The power rule states that if we have a function of the form f(D) = aD^n, where a and n are constants, the derivative is f'(D) = anD^(n-1).
In this case, we have T = ((C/2) - (D/3))D^3.
To find the derivative of T with respect to D, we apply the power rule:
T' = dT/dD = [(C/2) - (D/3)] * 3D^2 + D^3 * [-1/3]
= (3CD^2/2) - (9D^3/6) - (D^3/3)
= (3CD^2/2) - (3D^3/2) - (D^3/3)
Therefore, the rate of change of temperature with respect to dose is T' = (3CD^2/2) - (3D^3/2) - (D^3/3).

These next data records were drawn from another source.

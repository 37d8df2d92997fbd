//! Server-side page environment over raw HTML.
//!
//! Resolves anchors the way a browser resolves `HTMLAnchorElement.href`:
//! relative to the document's `<base href>` when present, otherwise relative
//! to the page URL. Paint timings cannot be observed without rendering, so
//! they are supplied by the caller (none by default).

use anyhow::{Result, anyhow};
use scraper::{Html, Selector};
use url::Url;

use super::environment::PageEnvironment;
use super::schema::PaintTiming;

/// A parsed HTML document standing in for a loaded page
pub struct StaticPage {
    page_url: Url,
    document: Html,
    anchor_selector: Selector,
    base_selector: Selector,
    paint: Vec<PaintTiming>,
}

impl StaticPage {
    /// Parse `html` as the document served at `page_url`
    pub fn parse(html: &str, page_url: &str) -> Result<Self> {
        let page_url =
            Url::parse(page_url).map_err(|e| anyhow!("Failed to parse page URL: {e}"))?;
        let anchor_selector =
            Selector::parse("a[href]").map_err(|e| anyhow!("Invalid anchor selector: {e}"))?;
        let base_selector =
            Selector::parse("base[href]").map_err(|e| anyhow!("Invalid base selector: {e}"))?;

        Ok(Self {
            page_url,
            document: Html::parse_document(html),
            anchor_selector,
            base_selector,
            paint: Vec::new(),
        })
    }

    /// Attach paint timings observed elsewhere (e.g. from a trace)
    #[must_use]
    pub fn with_paint_timings(mut self, paint: Vec<PaintTiming>) -> Self {
        self.paint = paint;
        self
    }

    #[must_use]
    pub fn page_url(&self) -> &Url {
        &self.page_url
    }

    /// URL that relative hrefs resolve against
    ///
    /// Only the first `<base href>` counts; an unparseable one falls back to
    /// the page URL.
    fn base_url(&self) -> Url {
        self.document
            .select(&self.base_selector)
            .next()
            .and_then(|base| base.value().attr("href"))
            .and_then(|href| self.page_url.join(href).ok())
            .unwrap_or_else(|| self.page_url.clone())
    }
}

impl PageEnvironment for StaticPage {
    fn query_anchors(&self) -> Vec<String> {
        let base = self.base_url();

        self.document
            .select(&self.anchor_selector)
            .filter_map(|anchor| {
                let href = anchor.value().attr("href")?;
                match base.join(href) {
                    Ok(resolved) => Some(resolved.to_string()),
                    Err(e) => {
                        log::debug!("Skipping unresolvable href {href:?}: {e}");
                        None
                    }
                }
            })
            .collect()
    }

    fn origin(&self) -> String {
        self.page_url.origin().ascii_serialization()
    }

    fn paint_timings(&self) -> Vec<PaintTiming> {
        self.paint.clone()
    }
}

#[cfg(test)]
mod tests {
    use super::*;

    #[test]
    fn test_resolves_relative_hrefs() {
        let page = StaticPage::parse(
            r##"<a href="/a">A</a><a href="b?x=1">B</a><a href="#top">T</a>"##,
            "https://ex.com/dir/page.html",
        )
        .unwrap();

        assert_eq!(
            page.query_anchors(),
            vec![
                "https://ex.com/a".to_string(),
                "https://ex.com/dir/b?x=1".to_string(),
                "https://ex.com/dir/page.html#top".to_string(),
            ]
        );
    }

    #[test]
    fn test_base_element_changes_resolution() {
        let page = StaticPage::parse(
            r#"<head><base href="https://cdn.ex.com/root/"></head><body><a href="x">X</a></body>"#,
            "https://ex.com/",
        )
        .unwrap();

        assert_eq!(page.query_anchors(), vec!["https://cdn.ex.com/root/x".to_string()]);
        assert_eq!(page.origin(), "https://ex.com");
    }

    #[test]
    fn test_anchor_without_href_is_ignored() {
        let page = StaticPage::parse(r#"<a name="anchor">no target</a>"#, "https://ex.com/").unwrap();
        assert!(page.query_anchors().is_empty());
    }

    #[test]
    fn test_origin_includes_non_default_port() {
        let page = StaticPage::parse("", "http://localhost:8080/index.html").unwrap();
        assert_eq!(page.origin(), "http://localhost:8080");

        let default_port = StaticPage::parse("", "https://ex.com:443/").unwrap();
        assert_eq!(default_port.origin(), "https://ex.com");
    }

    #[test]
    fn test_invalid_page_url_is_rejected() {
        assert!(StaticPage::parse("<p></p>", "not a url").is_err());
    }
}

(b) To find the dose at which the temperature change increases as the dose increases, we need to find the interval where the rate of change of temperature is greater than zero (T' > 0).
Setting T' > 0:
(3CD^2/2) - (3D^3/2) - (D^3/3) > 0
Combine the like terms to get:
(3CD^2 - 3D^3 - 2D^3)/2 > 0
(3CD^2 - 5D^3)/2 > 0
Since we want the temperature change to increase, we need the expression to be positive.
For (3CD^2 - 5D^3)/2 to be positive, both the numerator and denominator must have the same sign or be zero.
Case 1: Numerator and denominator are both positive or zero:
3CD^2 - 5D^3 >= 0
D(3C - 5D^2) >= 0
In this case, either D and (3C - 5D^2) are both positive or zero, or both negative or zero.
Case 2: Numerator and denominator are both negative or zero:
3CD^2 - 5D^3 <= 0
D(3C - 5D^2) <= 0
In this case, either D and (3C - 5D^2) are both negative or zero, or both positive or zero.
To summarize, for the temperature change to increase as the dose increases, either both D and (3C - 5D^2) must be positive or zero, or both negative or zero.